DATASET RECORDS:
_ _ _ _

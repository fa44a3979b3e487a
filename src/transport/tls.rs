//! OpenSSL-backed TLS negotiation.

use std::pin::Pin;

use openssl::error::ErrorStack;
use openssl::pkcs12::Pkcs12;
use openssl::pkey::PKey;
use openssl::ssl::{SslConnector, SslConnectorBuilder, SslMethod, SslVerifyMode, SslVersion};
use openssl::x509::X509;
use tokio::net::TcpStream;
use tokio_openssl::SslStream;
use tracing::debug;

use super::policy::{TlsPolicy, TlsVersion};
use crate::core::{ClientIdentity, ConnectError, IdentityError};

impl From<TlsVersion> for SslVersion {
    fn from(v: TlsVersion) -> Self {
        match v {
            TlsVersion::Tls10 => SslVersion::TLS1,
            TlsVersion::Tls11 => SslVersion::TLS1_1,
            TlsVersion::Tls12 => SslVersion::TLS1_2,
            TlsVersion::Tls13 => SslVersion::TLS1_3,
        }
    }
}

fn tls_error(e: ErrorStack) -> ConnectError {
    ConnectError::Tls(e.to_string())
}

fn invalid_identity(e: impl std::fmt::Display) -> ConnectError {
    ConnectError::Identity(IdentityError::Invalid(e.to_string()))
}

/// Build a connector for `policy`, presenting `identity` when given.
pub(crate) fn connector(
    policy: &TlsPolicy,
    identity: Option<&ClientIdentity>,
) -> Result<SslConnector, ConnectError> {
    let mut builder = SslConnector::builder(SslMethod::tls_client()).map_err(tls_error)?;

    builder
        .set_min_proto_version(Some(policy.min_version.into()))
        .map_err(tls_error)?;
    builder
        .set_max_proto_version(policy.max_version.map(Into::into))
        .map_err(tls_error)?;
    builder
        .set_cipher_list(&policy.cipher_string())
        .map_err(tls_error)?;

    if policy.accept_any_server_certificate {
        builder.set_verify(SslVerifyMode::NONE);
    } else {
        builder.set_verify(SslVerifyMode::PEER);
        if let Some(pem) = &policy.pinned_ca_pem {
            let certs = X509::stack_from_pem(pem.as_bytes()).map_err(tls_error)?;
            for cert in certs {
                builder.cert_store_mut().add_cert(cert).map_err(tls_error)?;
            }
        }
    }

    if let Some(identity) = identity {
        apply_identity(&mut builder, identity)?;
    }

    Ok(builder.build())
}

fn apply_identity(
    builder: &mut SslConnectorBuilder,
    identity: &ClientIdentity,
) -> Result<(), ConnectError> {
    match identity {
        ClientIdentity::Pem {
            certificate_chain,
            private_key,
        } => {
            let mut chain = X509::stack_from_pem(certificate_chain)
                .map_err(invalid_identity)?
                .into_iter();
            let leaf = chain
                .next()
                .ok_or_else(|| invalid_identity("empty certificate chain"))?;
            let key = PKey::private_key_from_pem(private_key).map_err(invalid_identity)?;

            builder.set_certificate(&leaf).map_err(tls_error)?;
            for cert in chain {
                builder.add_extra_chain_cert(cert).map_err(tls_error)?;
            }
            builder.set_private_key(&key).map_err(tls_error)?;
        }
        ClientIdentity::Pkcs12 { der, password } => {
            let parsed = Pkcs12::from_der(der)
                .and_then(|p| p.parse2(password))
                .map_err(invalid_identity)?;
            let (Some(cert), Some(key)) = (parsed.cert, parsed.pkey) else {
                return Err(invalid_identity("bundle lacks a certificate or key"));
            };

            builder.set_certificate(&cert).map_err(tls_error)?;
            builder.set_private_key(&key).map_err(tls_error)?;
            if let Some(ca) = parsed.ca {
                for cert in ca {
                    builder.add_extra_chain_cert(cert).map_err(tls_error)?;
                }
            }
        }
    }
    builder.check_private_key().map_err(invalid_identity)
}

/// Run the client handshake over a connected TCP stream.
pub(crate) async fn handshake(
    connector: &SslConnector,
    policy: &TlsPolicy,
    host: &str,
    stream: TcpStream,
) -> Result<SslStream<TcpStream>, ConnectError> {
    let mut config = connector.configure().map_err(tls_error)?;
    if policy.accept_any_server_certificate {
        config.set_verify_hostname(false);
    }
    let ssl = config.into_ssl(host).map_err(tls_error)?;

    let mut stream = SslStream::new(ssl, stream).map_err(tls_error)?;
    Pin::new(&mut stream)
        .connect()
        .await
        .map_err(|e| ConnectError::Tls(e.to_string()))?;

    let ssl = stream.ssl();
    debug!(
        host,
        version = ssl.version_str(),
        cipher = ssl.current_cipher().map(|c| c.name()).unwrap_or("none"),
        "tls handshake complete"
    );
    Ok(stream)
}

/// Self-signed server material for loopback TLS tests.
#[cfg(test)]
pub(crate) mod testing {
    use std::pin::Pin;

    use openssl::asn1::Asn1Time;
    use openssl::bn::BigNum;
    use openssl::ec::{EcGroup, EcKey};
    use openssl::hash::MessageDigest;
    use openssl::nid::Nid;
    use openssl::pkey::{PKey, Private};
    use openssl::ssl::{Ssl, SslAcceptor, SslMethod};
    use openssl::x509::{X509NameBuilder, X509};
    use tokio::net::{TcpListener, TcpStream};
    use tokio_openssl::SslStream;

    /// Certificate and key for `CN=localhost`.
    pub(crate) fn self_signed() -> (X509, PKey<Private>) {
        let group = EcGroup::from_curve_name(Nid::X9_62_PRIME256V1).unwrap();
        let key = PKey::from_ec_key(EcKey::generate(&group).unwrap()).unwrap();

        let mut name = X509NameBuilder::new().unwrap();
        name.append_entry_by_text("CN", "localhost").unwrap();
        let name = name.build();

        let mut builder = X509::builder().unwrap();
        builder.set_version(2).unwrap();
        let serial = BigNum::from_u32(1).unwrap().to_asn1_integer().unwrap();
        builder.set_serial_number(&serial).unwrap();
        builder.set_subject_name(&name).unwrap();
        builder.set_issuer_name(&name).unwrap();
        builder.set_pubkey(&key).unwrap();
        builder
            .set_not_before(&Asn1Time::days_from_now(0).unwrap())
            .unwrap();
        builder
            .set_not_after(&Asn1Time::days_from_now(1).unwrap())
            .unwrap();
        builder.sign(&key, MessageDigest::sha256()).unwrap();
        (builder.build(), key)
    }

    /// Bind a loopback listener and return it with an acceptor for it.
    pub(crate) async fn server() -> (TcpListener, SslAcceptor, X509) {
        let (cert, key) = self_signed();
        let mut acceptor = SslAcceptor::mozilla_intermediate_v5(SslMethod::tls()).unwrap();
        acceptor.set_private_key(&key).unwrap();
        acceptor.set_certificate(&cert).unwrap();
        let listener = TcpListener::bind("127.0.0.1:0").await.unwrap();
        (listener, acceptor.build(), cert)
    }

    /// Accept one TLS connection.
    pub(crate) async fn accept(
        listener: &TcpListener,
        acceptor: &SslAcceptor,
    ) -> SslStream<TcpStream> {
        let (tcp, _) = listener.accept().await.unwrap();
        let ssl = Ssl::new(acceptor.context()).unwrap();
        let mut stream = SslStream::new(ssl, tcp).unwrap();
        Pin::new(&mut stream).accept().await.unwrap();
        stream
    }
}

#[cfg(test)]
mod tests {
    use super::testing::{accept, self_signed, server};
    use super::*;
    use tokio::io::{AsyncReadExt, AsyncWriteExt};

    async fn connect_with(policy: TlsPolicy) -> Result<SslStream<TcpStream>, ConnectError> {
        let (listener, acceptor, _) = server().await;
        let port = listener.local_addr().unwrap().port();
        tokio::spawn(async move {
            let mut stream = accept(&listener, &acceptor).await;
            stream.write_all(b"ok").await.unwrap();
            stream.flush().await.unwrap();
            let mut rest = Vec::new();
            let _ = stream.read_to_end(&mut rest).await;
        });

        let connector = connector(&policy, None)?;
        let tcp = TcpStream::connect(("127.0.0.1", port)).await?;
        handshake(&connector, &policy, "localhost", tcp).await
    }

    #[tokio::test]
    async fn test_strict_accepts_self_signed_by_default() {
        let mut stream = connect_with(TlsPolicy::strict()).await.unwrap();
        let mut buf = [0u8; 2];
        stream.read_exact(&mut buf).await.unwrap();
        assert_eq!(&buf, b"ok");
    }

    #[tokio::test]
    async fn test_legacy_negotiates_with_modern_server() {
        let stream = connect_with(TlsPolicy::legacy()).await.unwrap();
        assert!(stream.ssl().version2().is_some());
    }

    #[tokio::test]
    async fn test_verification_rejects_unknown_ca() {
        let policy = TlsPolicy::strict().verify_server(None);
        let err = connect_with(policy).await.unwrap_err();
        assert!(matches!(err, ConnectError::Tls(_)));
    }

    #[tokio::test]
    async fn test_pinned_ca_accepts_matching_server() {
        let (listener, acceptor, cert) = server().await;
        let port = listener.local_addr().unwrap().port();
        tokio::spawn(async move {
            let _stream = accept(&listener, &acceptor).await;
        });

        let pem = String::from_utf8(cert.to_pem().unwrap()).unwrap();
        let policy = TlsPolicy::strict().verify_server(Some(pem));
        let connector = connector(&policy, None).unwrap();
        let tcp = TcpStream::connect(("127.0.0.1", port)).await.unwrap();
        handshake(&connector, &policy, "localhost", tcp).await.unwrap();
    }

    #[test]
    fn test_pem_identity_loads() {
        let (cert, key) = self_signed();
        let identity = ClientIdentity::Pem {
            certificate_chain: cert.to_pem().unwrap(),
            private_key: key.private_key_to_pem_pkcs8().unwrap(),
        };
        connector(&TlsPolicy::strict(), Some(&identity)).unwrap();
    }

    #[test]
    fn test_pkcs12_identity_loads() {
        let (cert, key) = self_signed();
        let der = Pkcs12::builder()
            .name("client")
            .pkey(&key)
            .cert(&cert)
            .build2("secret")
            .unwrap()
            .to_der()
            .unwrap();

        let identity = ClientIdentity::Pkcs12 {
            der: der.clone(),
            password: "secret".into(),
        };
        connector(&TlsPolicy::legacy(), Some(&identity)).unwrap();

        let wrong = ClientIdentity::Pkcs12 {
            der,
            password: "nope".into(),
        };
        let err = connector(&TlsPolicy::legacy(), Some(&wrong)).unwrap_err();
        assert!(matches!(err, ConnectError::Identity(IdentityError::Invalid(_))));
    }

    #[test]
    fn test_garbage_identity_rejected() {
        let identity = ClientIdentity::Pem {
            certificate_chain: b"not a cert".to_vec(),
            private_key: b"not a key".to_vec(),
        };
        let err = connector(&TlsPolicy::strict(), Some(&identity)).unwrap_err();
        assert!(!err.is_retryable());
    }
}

_ _ _ _

WHAT YOU SHOULD DO:
Everything from the line with "let mut stream = accept(&listener, &acceptor).await;" through the line with "async fn test_strict_accepts_self_signed_by_default()" in the listing above must be retyped exactly, with nothing added.

SOLUTION FOR THIS EXERCISE:
            let mut stream = accept(&listener, &acceptor).await;
            stream.write_all(b"ok").await.unwrap();
            stream.flush().await.unwrap();
            let mut rest = Vec::new();
            let _ = stream.read_to_end(&mut rest).await;
        });

        let connector = connector(&policy, None)?;
        let tcp = TcpStream::connect(("127.0.0.1", port)).await?;
        handshake(&connector, &policy, "localhost", tcp).await
    }

    #[tokio::test]
    async fn test_strict_accepts_self_signed_by_default() {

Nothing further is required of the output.